» **Activity**
Examine the records below. Report how many of their lines contain the word "PairResponse", with no other content.

Segment Start: Provided records

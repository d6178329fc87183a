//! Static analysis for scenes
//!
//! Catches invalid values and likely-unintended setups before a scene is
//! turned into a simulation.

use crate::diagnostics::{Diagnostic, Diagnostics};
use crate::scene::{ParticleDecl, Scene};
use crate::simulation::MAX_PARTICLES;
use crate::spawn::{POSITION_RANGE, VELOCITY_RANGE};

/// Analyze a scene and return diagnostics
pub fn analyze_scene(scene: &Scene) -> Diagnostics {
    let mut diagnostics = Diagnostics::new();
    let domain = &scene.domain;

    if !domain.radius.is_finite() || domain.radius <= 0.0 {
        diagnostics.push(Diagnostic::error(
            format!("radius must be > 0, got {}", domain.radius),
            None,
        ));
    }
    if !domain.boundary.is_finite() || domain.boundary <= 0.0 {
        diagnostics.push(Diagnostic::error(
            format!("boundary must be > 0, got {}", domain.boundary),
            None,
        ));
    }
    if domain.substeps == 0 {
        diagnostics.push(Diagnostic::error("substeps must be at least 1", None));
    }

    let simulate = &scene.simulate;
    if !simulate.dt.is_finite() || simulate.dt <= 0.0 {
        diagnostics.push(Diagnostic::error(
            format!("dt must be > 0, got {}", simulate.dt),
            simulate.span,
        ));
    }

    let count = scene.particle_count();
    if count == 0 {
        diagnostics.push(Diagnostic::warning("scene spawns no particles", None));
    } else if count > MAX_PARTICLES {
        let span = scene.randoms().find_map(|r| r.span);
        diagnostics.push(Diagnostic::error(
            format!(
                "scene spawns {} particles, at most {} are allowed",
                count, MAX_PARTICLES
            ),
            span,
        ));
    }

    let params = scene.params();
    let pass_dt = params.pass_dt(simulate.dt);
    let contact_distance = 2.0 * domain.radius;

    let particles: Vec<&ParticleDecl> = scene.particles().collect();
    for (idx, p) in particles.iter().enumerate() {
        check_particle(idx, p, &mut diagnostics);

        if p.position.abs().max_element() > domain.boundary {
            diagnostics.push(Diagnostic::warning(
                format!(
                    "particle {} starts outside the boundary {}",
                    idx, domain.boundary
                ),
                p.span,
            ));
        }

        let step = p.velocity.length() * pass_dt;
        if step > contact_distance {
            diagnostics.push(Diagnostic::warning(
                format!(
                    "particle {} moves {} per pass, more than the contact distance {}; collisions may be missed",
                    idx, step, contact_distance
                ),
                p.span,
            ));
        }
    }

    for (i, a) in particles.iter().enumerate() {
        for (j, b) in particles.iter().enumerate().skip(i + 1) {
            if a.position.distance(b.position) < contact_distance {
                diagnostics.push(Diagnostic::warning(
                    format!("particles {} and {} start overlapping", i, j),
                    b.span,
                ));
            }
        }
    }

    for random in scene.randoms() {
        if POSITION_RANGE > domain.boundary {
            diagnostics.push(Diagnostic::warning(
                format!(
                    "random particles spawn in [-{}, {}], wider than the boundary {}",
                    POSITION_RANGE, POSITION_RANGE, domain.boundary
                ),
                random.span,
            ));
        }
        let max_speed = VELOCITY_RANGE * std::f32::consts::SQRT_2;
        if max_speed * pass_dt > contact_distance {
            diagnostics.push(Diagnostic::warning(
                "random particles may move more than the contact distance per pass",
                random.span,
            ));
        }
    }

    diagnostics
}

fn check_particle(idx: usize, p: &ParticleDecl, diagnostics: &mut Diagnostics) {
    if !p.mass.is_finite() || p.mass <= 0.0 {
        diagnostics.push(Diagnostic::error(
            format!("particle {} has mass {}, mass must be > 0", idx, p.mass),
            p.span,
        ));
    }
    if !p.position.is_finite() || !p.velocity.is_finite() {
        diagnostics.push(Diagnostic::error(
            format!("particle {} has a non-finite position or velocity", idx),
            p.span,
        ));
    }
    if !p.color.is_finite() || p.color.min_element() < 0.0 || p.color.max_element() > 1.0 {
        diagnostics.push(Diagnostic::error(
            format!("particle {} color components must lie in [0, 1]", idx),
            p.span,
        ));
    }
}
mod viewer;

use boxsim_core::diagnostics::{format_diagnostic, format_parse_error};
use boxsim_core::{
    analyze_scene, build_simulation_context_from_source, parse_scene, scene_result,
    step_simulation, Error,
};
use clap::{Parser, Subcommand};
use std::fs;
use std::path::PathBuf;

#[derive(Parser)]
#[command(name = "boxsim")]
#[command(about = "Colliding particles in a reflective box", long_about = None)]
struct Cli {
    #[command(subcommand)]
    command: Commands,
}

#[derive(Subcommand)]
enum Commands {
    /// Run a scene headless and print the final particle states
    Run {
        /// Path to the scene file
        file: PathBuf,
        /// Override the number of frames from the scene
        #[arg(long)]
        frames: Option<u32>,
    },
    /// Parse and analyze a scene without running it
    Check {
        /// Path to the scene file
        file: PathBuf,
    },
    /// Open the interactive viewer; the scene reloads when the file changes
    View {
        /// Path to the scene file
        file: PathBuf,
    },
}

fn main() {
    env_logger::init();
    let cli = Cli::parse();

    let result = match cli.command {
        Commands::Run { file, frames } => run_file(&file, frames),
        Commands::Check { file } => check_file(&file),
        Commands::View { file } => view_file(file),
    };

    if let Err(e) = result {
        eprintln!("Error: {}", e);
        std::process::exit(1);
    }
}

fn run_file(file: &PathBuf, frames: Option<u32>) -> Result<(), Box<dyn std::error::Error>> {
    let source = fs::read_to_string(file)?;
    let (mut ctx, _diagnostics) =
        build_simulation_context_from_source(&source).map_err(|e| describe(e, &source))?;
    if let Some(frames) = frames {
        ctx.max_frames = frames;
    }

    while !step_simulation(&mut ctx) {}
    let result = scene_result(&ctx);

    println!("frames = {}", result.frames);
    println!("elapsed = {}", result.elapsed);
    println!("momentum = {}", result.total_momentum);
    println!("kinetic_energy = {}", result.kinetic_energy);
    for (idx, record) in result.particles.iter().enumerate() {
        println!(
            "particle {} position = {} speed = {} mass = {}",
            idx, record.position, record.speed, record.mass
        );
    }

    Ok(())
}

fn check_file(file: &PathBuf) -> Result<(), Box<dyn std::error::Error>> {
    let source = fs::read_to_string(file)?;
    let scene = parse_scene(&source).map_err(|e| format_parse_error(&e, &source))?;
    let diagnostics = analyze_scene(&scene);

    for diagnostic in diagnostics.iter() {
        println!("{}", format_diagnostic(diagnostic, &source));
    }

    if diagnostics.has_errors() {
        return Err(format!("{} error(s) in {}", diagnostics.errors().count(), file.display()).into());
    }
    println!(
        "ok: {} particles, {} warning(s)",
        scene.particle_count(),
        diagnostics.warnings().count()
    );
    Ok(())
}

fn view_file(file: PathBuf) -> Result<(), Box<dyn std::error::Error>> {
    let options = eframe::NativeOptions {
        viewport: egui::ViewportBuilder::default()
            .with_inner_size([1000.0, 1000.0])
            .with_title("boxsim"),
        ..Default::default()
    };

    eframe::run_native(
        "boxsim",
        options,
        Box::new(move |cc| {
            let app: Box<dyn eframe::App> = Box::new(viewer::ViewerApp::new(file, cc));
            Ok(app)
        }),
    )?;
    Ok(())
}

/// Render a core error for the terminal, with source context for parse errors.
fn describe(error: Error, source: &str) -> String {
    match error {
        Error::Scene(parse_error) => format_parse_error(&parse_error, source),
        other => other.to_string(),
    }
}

Segment End: Provided records
Segment Start: Provided records

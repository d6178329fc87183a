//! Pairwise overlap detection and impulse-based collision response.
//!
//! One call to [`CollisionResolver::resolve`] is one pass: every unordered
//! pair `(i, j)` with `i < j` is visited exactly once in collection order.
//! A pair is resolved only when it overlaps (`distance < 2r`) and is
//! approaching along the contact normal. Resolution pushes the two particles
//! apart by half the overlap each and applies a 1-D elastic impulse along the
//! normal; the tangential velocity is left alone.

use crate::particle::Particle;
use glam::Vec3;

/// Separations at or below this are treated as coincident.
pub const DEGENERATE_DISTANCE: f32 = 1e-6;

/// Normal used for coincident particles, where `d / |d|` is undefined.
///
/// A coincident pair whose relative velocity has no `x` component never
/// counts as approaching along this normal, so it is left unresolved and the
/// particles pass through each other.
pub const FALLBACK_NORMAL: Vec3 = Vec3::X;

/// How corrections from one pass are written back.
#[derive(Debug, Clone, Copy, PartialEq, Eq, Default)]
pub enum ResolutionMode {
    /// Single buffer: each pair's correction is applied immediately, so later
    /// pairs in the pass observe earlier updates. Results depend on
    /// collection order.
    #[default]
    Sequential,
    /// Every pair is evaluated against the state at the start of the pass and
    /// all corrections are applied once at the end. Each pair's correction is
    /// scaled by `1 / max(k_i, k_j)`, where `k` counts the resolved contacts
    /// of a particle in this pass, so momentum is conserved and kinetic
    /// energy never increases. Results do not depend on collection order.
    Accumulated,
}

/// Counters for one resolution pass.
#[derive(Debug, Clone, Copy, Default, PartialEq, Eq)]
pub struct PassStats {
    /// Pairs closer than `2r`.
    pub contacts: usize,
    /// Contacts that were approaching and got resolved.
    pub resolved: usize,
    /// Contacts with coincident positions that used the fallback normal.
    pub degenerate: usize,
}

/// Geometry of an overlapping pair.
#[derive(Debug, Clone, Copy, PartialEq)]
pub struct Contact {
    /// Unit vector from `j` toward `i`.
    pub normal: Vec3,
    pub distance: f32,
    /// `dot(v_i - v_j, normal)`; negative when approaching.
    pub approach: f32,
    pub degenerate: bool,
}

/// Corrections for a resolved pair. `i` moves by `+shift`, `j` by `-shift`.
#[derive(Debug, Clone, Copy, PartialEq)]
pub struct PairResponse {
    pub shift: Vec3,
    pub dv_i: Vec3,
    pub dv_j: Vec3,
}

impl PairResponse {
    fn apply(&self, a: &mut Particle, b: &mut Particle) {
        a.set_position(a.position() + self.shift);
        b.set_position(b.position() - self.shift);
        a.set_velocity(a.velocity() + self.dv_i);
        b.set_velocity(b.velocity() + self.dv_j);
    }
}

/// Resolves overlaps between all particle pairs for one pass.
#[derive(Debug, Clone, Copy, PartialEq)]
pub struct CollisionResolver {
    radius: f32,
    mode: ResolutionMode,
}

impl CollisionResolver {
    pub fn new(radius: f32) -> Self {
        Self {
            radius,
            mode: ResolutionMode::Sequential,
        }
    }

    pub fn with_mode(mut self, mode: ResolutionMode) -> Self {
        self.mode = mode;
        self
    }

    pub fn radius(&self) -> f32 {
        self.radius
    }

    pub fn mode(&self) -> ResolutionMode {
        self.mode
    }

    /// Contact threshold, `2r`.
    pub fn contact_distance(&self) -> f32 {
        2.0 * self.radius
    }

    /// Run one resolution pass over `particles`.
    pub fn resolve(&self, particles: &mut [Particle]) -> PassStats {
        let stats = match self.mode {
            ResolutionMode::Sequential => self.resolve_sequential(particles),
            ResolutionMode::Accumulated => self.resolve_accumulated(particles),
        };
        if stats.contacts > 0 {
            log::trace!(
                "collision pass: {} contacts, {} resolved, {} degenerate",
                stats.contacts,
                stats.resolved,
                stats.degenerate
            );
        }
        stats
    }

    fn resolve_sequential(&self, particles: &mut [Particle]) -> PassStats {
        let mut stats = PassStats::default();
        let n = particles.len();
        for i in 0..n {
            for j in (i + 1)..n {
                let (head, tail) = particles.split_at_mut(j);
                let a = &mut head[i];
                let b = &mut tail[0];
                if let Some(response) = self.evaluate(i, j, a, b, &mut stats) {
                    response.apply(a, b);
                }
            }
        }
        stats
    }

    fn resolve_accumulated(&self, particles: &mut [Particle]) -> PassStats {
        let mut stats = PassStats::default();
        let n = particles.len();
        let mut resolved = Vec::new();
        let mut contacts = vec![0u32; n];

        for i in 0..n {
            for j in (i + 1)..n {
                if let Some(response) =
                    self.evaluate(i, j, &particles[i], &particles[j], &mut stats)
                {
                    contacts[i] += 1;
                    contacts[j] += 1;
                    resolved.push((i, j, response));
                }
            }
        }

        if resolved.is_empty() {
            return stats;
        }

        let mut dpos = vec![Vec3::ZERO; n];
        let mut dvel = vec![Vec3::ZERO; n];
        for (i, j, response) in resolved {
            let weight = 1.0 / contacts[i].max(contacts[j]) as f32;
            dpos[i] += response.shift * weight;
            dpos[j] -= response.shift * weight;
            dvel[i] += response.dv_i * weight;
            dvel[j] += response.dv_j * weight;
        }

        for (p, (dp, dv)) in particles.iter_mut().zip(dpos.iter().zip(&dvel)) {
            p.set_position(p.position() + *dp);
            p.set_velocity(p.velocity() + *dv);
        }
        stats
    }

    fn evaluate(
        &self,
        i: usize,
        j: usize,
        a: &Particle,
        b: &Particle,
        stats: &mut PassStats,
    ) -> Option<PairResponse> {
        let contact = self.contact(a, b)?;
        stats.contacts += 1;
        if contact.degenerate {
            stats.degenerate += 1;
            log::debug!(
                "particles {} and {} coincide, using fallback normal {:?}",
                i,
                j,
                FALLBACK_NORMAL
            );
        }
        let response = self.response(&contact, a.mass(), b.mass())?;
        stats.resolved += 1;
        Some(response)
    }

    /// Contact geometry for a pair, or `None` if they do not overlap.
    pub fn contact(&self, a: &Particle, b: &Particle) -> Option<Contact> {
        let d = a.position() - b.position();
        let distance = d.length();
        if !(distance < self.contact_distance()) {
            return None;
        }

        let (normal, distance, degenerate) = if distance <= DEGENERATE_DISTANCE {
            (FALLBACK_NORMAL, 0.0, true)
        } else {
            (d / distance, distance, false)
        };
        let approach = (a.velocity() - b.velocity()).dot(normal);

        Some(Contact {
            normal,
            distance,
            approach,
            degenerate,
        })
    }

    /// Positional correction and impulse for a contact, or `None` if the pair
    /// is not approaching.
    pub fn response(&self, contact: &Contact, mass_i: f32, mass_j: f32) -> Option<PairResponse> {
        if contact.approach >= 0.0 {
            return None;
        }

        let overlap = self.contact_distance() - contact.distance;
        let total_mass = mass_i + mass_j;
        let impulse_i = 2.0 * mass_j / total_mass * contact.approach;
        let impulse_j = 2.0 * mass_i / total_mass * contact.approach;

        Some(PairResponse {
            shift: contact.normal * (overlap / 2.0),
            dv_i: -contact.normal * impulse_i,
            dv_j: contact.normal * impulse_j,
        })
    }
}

Segment End: Provided records

» **Completed task**
5